• _Task goal_:
Tally the lines of the material that carry the word "TopologyBuildingBlock". Give no more than the number.

• _Given information_:
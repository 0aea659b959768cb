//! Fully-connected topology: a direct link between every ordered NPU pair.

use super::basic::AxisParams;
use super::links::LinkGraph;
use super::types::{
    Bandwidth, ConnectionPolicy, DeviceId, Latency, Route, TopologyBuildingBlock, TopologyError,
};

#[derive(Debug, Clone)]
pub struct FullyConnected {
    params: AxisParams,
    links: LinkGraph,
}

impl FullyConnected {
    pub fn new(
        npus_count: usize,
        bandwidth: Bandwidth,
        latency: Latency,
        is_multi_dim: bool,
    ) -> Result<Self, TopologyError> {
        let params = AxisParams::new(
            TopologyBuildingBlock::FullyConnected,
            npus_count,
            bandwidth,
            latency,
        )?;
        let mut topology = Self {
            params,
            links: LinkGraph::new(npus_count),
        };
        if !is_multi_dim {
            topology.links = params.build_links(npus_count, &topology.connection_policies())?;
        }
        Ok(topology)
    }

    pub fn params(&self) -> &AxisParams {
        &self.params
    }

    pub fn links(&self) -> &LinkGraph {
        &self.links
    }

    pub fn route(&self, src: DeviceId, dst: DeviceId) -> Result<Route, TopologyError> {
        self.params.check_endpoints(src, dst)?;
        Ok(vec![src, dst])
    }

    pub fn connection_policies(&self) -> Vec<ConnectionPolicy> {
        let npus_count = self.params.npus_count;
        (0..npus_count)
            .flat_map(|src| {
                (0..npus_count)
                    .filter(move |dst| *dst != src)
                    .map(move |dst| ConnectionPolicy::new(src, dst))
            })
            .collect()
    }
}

• _Result below_:
2